Oruç M. S., Yetik İ. Ş., İncekürk Ö. K., Çulhaoğlu A. K., KILIÇARSLAN M. A., EVLİ C., ...Daha Fazla

Oral Radiology, 2025 (SCI-Expanded, Scopus) identifier identifier identifier

  • Yayın Türü: Makale / Tam Makale
  • Basım Tarihi: 2025
  • Doi Numarası: 10.1007/s11282-025-00874-7
  • Dergi Adı: Oral Radiology
  • Derginin Tarandığı İndeksler: Science Citation Index Expanded (SCI-EXPANDED), Scopus, CINAHL, MEDLINE
  • Anahtar Kelimeler: Bitewing radiography, Dentistry, Machine learning, Recommendation system, Segmentation
  • Ankara Üniversitesi Adresli: Evet

Özet

Objectives: Novice dentists or those at the onset of their professional careers require assistance in diagnosing cases that necessitate fillings or root canal treatments.

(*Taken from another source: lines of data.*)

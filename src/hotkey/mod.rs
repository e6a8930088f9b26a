//! Hotkey event model, matcher and activation state machine.
//!
//! # Architecture
//!
//! ```text
//! OS key events (rdev thread) ──▶ RawKeyEvent (mpsc)
//!                                     │
//!                                     ▼
//!                              HotkeyMatcher ──▶ HotkeyEdge { Down, Up }
//!                                     │
//!                                     ▼
//!                          ActivationStateMachine ──▶ SessionCommand
//! ```
//!
//! The matcher and the activation machine are pure state-transition
//! functions over explicit state values, so they are unit-testable without
//! any OS dependency.  Only [`listener::KeyListener`] touches `rdev`.
//!
//! A [`HotkeyDefinition`] is an immutable value: reconfiguration swaps the
//! whole definition rather than mutating it in place, so the event-matching
//! loop and a configuration writer can never race on a half-updated binding.

pub mod activation;
pub mod listener;
pub mod matcher;

pub use activation::{ActivationStateMachine, SessionCommand};
pub use listener::KeyListener;
pub use matcher::{HotkeyMatcher, MatchOutcome};

use std::ops::BitOr;

// ---------------------------------------------------------------------------
// Modifiers
// ---------------------------------------------------------------------------

/// Bitmask of the tracked modifier keys.
///
/// `GLOBE` is the function-layer key (the "Globe"/Fn key on Mac-style
/// keyboards); the other four are the conventional modifiers.  Untracked
/// keys never appear in the mask.
#[derive(Debug, Clone, Copy, PartialEq, Eq, Default)]
pub struct Modifiers(u32);

impl Modifiers {
    pub const NONE: Modifiers = Modifiers(0);
    pub const SHIFT: Modifiers = Modifiers(1 << 0);
    pub const CONTROL: Modifiers = Modifiers(1 << 1);
    pub const ALT: Modifiers = Modifiers(1 << 2);
    pub const META: Modifiers = Modifiers(1 << 3);
    pub const GLOBE: Modifiers = Modifiers(1 << 4);

    /// `true` when every bit of `other` is set in `self`.
    pub fn contains(self, other: Modifiers) -> bool {
        self.0 & other.0 == other.0
    }

    /// `true` when no tracked modifier is held.
    pub fn is_empty(self) -> bool {
        self.0 == 0
    }

    /// `self` with the bits of `other` cleared.
    pub fn without(self, other: Modifiers) -> Modifiers {
        Modifiers(self.0 & !other.0)
    }

    /// Set the bits of `other`.
    pub fn insert(&mut self, other: Modifiers) {
        self.0 |= other.0;
    }

    /// Clear the bits of `other`.
    pub fn remove(&mut self, other: Modifiers) {
        self.0 &= !other.0;
    }

    /// `true` when exactly one tracked modifier bit is set.
    pub fn is_single(self) -> bool {
        self.0.count_ones() == 1
    }

    /// Human-readable names of the held modifiers, in canonical order.
    pub fn names(self) -> Vec<&'static str> {
        let mut out = Vec::new();
        if self.contains(Self::GLOBE) {
            out.push("Globe");
        }
        if self.contains(Self::CONTROL) {
            out.push("Ctrl");
        }
        if self.contains(Self::ALT) {
            out.push("Alt");
        }
        if self.contains(Self::SHIFT) {
            out.push("Shift");
        }
        if self.contains(Self::META) {
            out.push("Meta");
        }
        out
    }
}

impl BitOr for Modifiers {
    type Output = Modifiers;

    fn bitor(self, rhs: Modifiers) -> Modifiers {
        Modifiers(self.0 | rhs.0)
    }
}

// ---------------------------------------------------------------------------
// RawKeyEvent
// ---------------------------------------------------------------------------

/// The kind of raw event the key-event source delivers.
///
/// Note the asymmetry: key *releases* of ordinary keys are not part of the
/// event model — the matcher infers combo release from modifier state (see
/// [`matcher`] for the documented limitation).
#[derive(Debug, Clone, Copy, PartialEq, Eq)]
pub enum KeyEventKind {
    /// The set of held modifiers changed; `key_code` is `0`.
    ModifierChange,
    /// An ordinary (non-modifier) key went down.
    KeyDown,
}

/// One raw event from the key-event source.
#[derive(Debug, Clone, Copy, PartialEq, Eq)]
pub struct RawKeyEvent {
    /// Modifiers held at the time of the event (after applying it).
    pub modifiers: Modifiers,
    /// Key code for `KeyDown` events; `0` for `ModifierChange`.
    pub key_code: u32,
    pub kind: KeyEventKind,
}

// ---------------------------------------------------------------------------
// HotkeyDefinition
// ---------------------------------------------------------------------------

/// Which class of gesture a hotkey definition matches.
#[derive(Debug, Clone, Copy, PartialEq, Eq)]
pub enum HotkeyKind {
    /// The function-layer key alone, with no other modifier held.
    GlobeOnly,
    /// A single designated modifier key held exclusively.
    SingleModifier,
    /// An ordinary key plus an exact set of modifiers.
    KeyCombo,
}

/// An immutable hotkey binding.
///
/// Replaced wholesale on reconfiguration — never mutated in place.
#[derive(Debug, Clone, PartialEq, Eq)]
pub struct HotkeyDefinition {
    pub kind: HotkeyKind,
    /// Key code for `KeyCombo`; `0` otherwise.
    pub key_code: u32,
    /// Required modifier set.  For `SingleModifier` this is the single
    /// designated bit; for `GlobeOnly` it is `Modifiers::GLOBE`.
    pub modifiers: Modifiers,
    /// Display label, e.g. `"Ctrl+Space"`.
    pub label: String,
}

impl HotkeyDefinition {
    /// Build the display label for a kind/modifiers/key combination.
    pub fn describe(kind: HotkeyKind, modifiers: Modifiers, key_code: u32) -> String {
        match kind {
            HotkeyKind::GlobeOnly => "Globe".to_string(),
            HotkeyKind::SingleModifier => {
                modifiers.names().first().copied().unwrap_or("?").to_string()
            }
            HotkeyKind::KeyCombo => {
                let mut parts: Vec<String> =
                    modifiers.names().into_iter().map(str::to_string).collect();
                parts.push(key_name(key_code));
                parts.join("+")
            }
        }
    }
}

// ---------------------------------------------------------------------------
// HotkeyEdge
// ---------------------------------------------------------------------------

/// A matched transition of the configured hotkey.
#[derive(Debug, Clone, Copy, PartialEq, Eq)]
pub enum HotkeyEdge {
    Down,
    Up,
}

// ---------------------------------------------------------------------------
// Key names and codes
// ---------------------------------------------------------------------------

/// Parse a single key name into its stable key code.
///
/// Supports F1–F12, letters, digits and a handful of named keys.  Key codes
/// are an internal stable numbering (they are not OS scan codes); the
/// listener maps `rdev` keys onto the same numbering.
pub fn parse_key_name(name: &str) -> Option<u32> {
    // F1..F12 → 1..12
    if let Some(n) = name.strip_prefix('F').and_then(|n| n.parse::<u32>().ok()) {
        if (1..=12).contains(&n) {
            return Some(n);
        }
    }

    match name {
        "Space" => return Some(0x20),
        "Return" | "Enter" => return Some(0x0D),
        "Tab" => return Some(0x09),
        "Escape" | "Esc" => return Some(0x1B),
        _ => {}
    }

    // Single ASCII letter or digit → its uppercase code point.
    let mut chars = name.chars();
    match (chars.next(), chars.next()) {
        (Some(c), None) if c.is_ascii_alphanumeric() => Some(c.to_ascii_uppercase() as u32),
        _ => None,
    }
}

/// Reverse of [`parse_key_name`] for display labels.
pub fn key_name(code: u32) -> String {
    match code {
        1..=12 => format!("F{code}"),
        0x20 => "Space".to_string(),
        0x0D => "Return".to_string(),
        0x09 => "Tab".to_string(),
        0x1B => "Escape".to_string(),
        c => char::from_u32(c).map(|c| c.to_string()).unwrap_or_else(|| format!("#{c}")),
    }
}

/// Parse a modifier name into its bit.
fn modifier_name(name: &str) -> Option<Modifiers> {
    match name {
        "Shift" => Some(Modifiers::SHIFT),
        "Ctrl" | "Control" => Some(Modifiers::CONTROL),
        "Alt" | "Option" => Some(Modifiers::ALT),
        "Meta" | "Cmd" | "Super" => Some(Modifiers::META),
        "Globe" | "Fn" => Some(Modifiers::GLOBE),
        _ => None,
    }
}

// ---------------------------------------------------------------------------
// parse_hotkey
// ---------------------------------------------------------------------------

/// Parse a config binding string into a [`HotkeyDefinition`].
///
/// Three forms are recognised:
///
/// - `"Globe"` / `"Fn"` — the function-layer key alone ([`HotkeyKind::GlobeOnly`]).
/// - A single modifier name (`"Shift"`, `"Ctrl"`, `"Alt"`, `"Meta"`) —
///   that modifier held exclusively ([`HotkeyKind::SingleModifier`]).
/// - `"Mod+...+Key"` or a bare key name (`"Ctrl+Space"`, `"F9"`) —
///   a key combo ([`HotkeyKind::KeyCombo`]).
///
/// Returns `None` for unrecognised names so callers can fall back to a
/// default or surface an error.
///
/// # Examples
///
/// ```
/// use dictate::hotkey::{parse_hotkey, HotkeyKind, Modifiers};
///
/// let combo = parse_hotkey("Ctrl+Space").unwrap();
/// assert_eq!(combo.kind, HotkeyKind::KeyCombo);
/// assert_eq!(combo.modifiers, Modifiers::CONTROL);
///
/// let globe = parse_hotkey("Globe").unwrap();
/// assert_eq!(globe.kind, HotkeyKind::GlobeOnly);
///
/// assert!(parse_hotkey("Hyper+Q").is_none());
/// ```
pub fn parse_hotkey(binding: &str) -> Option<HotkeyDefinition> {
    let parts: Vec<&str> = binding.split('+').map(str::trim).collect();

    if parts.len() == 1 {
        let name = parts[0];
        if matches!(name, "Globe" | "Fn") {
            return Some(HotkeyDefinition {
                kind: HotkeyKind::GlobeOnly,
                key_code: 0,
                modifiers: Modifiers::GLOBE,
                label: "Globe".into(),
            });
        }
        if let Some(bit) = modifier_name(name) {
            return Some(HotkeyDefinition {
                kind: HotkeyKind::SingleModifier,
                key_code: 0,
                modifiers: bit,
                label: HotkeyDefinition::describe(HotkeyKind::SingleModifier, bit, 0),
            });
        }
        // Bare key — a combo with no required modifiers.  Release detection
        // for this form is unreliable; see the matcher docs.
        let key_code = parse_key_name(name)?;
        return Some(HotkeyDefinition {
            kind: HotkeyKind::KeyCombo,
            key_code,
            modifiers: Modifiers::NONE,
            label: key_name(key_code),
        });
    }

    // "Mod+...+Key": every part but the last must be a modifier.
    let (key, mods) = parts.split_last()?;
    let mut modifiers = Modifiers::NONE;
    for m in mods {
        modifiers.insert(modifier_name(m)?);
    }
    let key_code = parse_key_name(key)?;

    Some(HotkeyDefinition {
        kind: HotkeyKind::KeyCombo,
        key_code,
        modifiers,
        label: HotkeyDefinition::describe(HotkeyKind::KeyCombo, modifiers, key_code),
    })
}

// ---------------------------------------------------------------------------
// Tests
// ---------------------------------------------------------------------------
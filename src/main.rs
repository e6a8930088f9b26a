//! Application entry point — headless dictation daemon.
//!
//! # Startup sequence
//!
//! 1. Initialise logging.
//! 2. Load [`AppConfig`] from disk (returns default on first run).
//! 3. Create the [`tokio`] runtime (multi-thread, 2 workers).
//! 4. Start the background model load.
//! 5. Build the corrector, delivery sink and capture device.
//! 6. Spawn the key listener thread.
//! 7. Run the hotkey → session loop until Ctrl-C.

use std::sync::Arc;

use tokio::sync::mpsc;

use dictate::{
    audio::CpalCapture,
    config::{AppConfig, AppPaths},
    hotkey::{
        parse_hotkey, ActivationStateMachine, HotkeyDefinition, HotkeyMatcher, KeyListener,
        MatchOutcome, SessionCommand,
    },
    session::{new_shared_status, SessionOrchestrator},
    stt::{BackgroundLoader, TranscriptionEngine, WhisperEngine},
    text::{ClipboardSink, VocabCorrector},
};

fn main() {
    // 1. Logging
    env_logger::Builder::from_env(env_logger::Env::default().default_filter_or("info")).init();
    log::info!("dictate starting up");

    // 2. Configuration
    let config = AppConfig::load().unwrap_or_else(|e| {
        log::warn!("Failed to load config ({e}); using defaults");
        AppConfig::default()
    });

    // 3. Tokio runtime (2 workers — pump and dispatch each take one)
    let rt = tokio::runtime::Builder::new_multi_thread()
        .worker_threads(2)
        .enable_all()
        .build()
        .expect("failed to create tokio runtime");

    // 4. Background model load — activation is rejected until it finishes.
    let model_path = AppPaths::new().model_file(&config.stt.model);
    let language = config.stt.language.clone();
    let engine: Arc<dyn TranscriptionEngine> = Arc::new(BackgroundLoader::spawn(move || {
        log::info!("loading whisper model from {}", model_path.display());
        WhisperEngine::load(&model_path, language)
            .map(|e| Box::new(e) as Box<dyn TranscriptionEngine>)
    }));

    // 5. Corrector, sink, capture, shared status
    let corrector = Arc::new(VocabCorrector::load_or_default());
    let sink = Arc::new(ClipboardSink::new());
    let status = new_shared_status();

    let mut orchestrator = SessionOrchestrator::new(
        config.vad.clone(),
        config.session.clone(),
        engine,
        corrector,
        sink,
        Box::new(CpalCapture::new()),
        Arc::clone(&status),
    );

    // 6. Key listener thread
    let (key_tx, mut key_rx) = mpsc::channel(64);
    let _listener = KeyListener::start(key_tx);

    let mut definition = parse_hotkey(&config.hotkey.binding).unwrap_or_else(|| {
        log::warn!(
            "Unrecognised hotkey binding '{}'; falling back to Ctrl+Space",
            config.hotkey.binding
        );
        default_binding()
    });
    log::info!("hotkey bound to '{}'", definition.label);

    let mut matcher = HotkeyMatcher::new();
    let mut activation = ActivationStateMachine::new(config.hotkey.mode);

    // 7. Event loop
    rt.block_on(async {
        loop {
            tokio::select! {
                signal = tokio::signal::ctrl_c() => {
                    if let Err(e) = signal {
                        log::error!("cannot listen for shutdown signal: {e}");
                    }
                    log::info!("shutting down");
                    orchestrator.set_active(false).await;
                    break;
                }
                event = key_rx.recv() => {
                    let Some(event) = event else {
                        log::error!("key listener channel closed");
                        orchestrator.set_active(false).await;
                        break;
                    };
                    match matcher.process(&event, &definition) {
                        MatchOutcome::Edge(edge) => {
                            if let Some(cmd) = activation.on_edge(edge) {
                                orchestrator
                                    .set_active(cmd == SessionCommand::Activate)
                                    .await;
                            }
                        }
                        MatchOutcome::Captured(new_def) => {
                            log::info!("hotkey rebound to '{}'", new_def.label);
                            definition = new_def;
                        }
                        MatchOutcome::Ignored => {}
                    }
                }
            }
        }
    });
}

fn default_binding() -> HotkeyDefinition {
    // The compiled-in default always parses.
    parse_hotkey("Ctrl+Space").expect("default binding must parse")
}
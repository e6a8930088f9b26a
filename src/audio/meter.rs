//! Lossy audio-level side channel.
//!
//! [`LevelMeter`] publishes the RMS of the most recent [`AudioChunk`] so a
//! UI observer can render an input level while the pipeline runs.  Updates
//! use overwrite semantics with no backpressure: a reader polling slower
//! than the chunk rate simply misses intermediate values, which is
//! acceptable for metering.
//!
//! [`AudioChunk`]: crate::audio::AudioChunk

use std::sync::atomic::{AtomicU32, Ordering};
use std::sync::Arc;

// ---------------------------------------------------------------------------
// LevelMeter
// ---------------------------------------------------------------------------

/// Shared single-value level meter.
///
/// Cheap to clone (`Arc` clone); the pipeline writes, any number of
/// observers read.  The `f32` level is stored as its bit pattern in an
/// `AtomicU32` so no lock is involved on either side.
#[derive(Debug, Clone, Default)]
pub struct LevelMeter {
    level: Arc<AtomicU32>,
}

impl LevelMeter {
    /// Create a meter reading `0.0`.
    pub fn new() -> Self {
        Self::default()
    }

    /// Overwrite the current level with `rms`.
    pub fn store(&self, rms: f32) {
        self.level.store(rms.to_bits(), Ordering::Relaxed);
    }

    /// Read the most recently stored level.
    pub fn level(&self) -> f32 {
        f32::from_bits(self.level.load(Ordering::Relaxed))
    }
}

// ---------------------------------------------------------------------------
// Tests
// ---------------------------------------------------------------------------

#[cfg(test)]
mod tests {
    use super::*;

    #[test]
    fn starts_at_zero() {
        let meter = LevelMeter::new();
        assert_eq!(meter.level(), 0.0);
    }

    #[test]
    fn store_overwrites_previous_value() {
        let meter = LevelMeter::new();
        meter.store(0.25);
        meter.store(0.5);
        assert_eq!(meter.level(), 0.5);
    }

    #[test]
    fn clones_share_the_same_value() {
        let writer = LevelMeter::new();
        let reader = writer.clone();
        writer.store(0.125);
        assert_eq!(reader.level(), 0.125);
    }

    #[test]
    fn meter_is_send_sync() {
        fn assert_send_sync<T: Send + Sync>() {}
        assert_send_sync::<LevelMeter>();
    }
}
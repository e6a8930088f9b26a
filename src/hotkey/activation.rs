//! Mapping hotkey edges onto session activation commands.

use log::debug;

use crate::config::ActivationMode;

use super::HotkeyEdge;

/// Command for the session orchestrator.
#[derive(Debug, Clone, Copy, PartialEq, Eq)]
pub enum SessionCommand {
    Activate,
    Deactivate,
}

/// Translates clean hotkey edges into session commands according to the
/// configured [`ActivationMode`].
///
/// Push-to-talk maps `Down` to activate and `Up` to deactivate; toggle
/// flips on every `Down` and ignores `Up`.  Edges that would not change
/// the active state produce no command, so callers can feed every edge
/// without tracking activation themselves.
#[derive(Debug)]
pub struct ActivationStateMachine {
    mode: ActivationMode,
    active: bool,
}

impl ActivationStateMachine {
    pub fn new(mode: ActivationMode) -> Self {
        Self { mode, active: false }
    }

    pub fn mode(&self) -> ActivationMode {
        self.mode
    }

    /// Switch modes.  Only subsequent edges observe the new mode; the
    /// current activation state is preserved.
    pub fn set_mode(&mut self, mode: ActivationMode) {
        debug!("activation: mode set to {mode:?}");
        self.mode = mode;
    }

    pub fn is_active(&self) -> bool {
        self.active
    }

    /// Apply one edge; returns the command to issue, if any.
    pub fn on_edge(&mut self, edge: HotkeyEdge) -> Option<SessionCommand> {
        let want_active = match (self.mode, edge) {
            (ActivationMode::PushToTalk, HotkeyEdge::Down) => true,
            (ActivationMode::PushToTalk, HotkeyEdge::Up) => false,
            (ActivationMode::Toggle, HotkeyEdge::Down) => !self.active,
            (ActivationMode::Toggle, HotkeyEdge::Up) => return None,
        };
        if want_active == self.active {
            return None;
        }
        self.active = want_active;
        Some(if want_active { SessionCommand::Activate } else { SessionCommand::Deactivate })
    }
}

In this study, we propose an innovative recommendation system based on deep learning to assist dentists in identifying the type of tooth caries (requiring filling and necessitating root canal treatment) and determining the appropriate treatment for detected caries. Correctly identifying the type of caries in teeth with no caries, only one type of caries, or more than one type of caries is important for determining the type of treatment to be applied. Methods: We utilized 1253 bitewing images augmented with various variations, employing three different segmentation methods to automatically detect caries types in the first molar teeth. Furthermore, this study introduces a novel recommendation system for determining the treatment type required for the detected caries type, which represents a significant contribution to this field. The YOLOv8, U-Net, and Detectron-2 networks were evaluated for their efficacy in detecting various types of caries and recommending appropriate treatment methods. Results: The pixel-label-based comparative results generated by these methods on data labeled by experienced dentists were as follows: 95.03% for Detectron2, 90.88% for U-Net, and 89.23% for YOLOv8. The determination of the type of caries and the recommendation of the type of treatment differ from each other. In terms of treatment recommendations, the success rates of the three methods were as follows: Detectron-2, 88.09%; YOLOv8 70.23%; and U-Net, 61.90%. Consequently, Detectron-2 produced the most successful outcome among the three methods. These results are acceptable for the auxiliary treatment recommendation system. Conclusion: The system can serve as a supportive tool for less-experienced dentists and as a diagnostic aid for experienced practitioners. The learning-based segmentation method shows great promise for clinical use in the recommendation of treatment.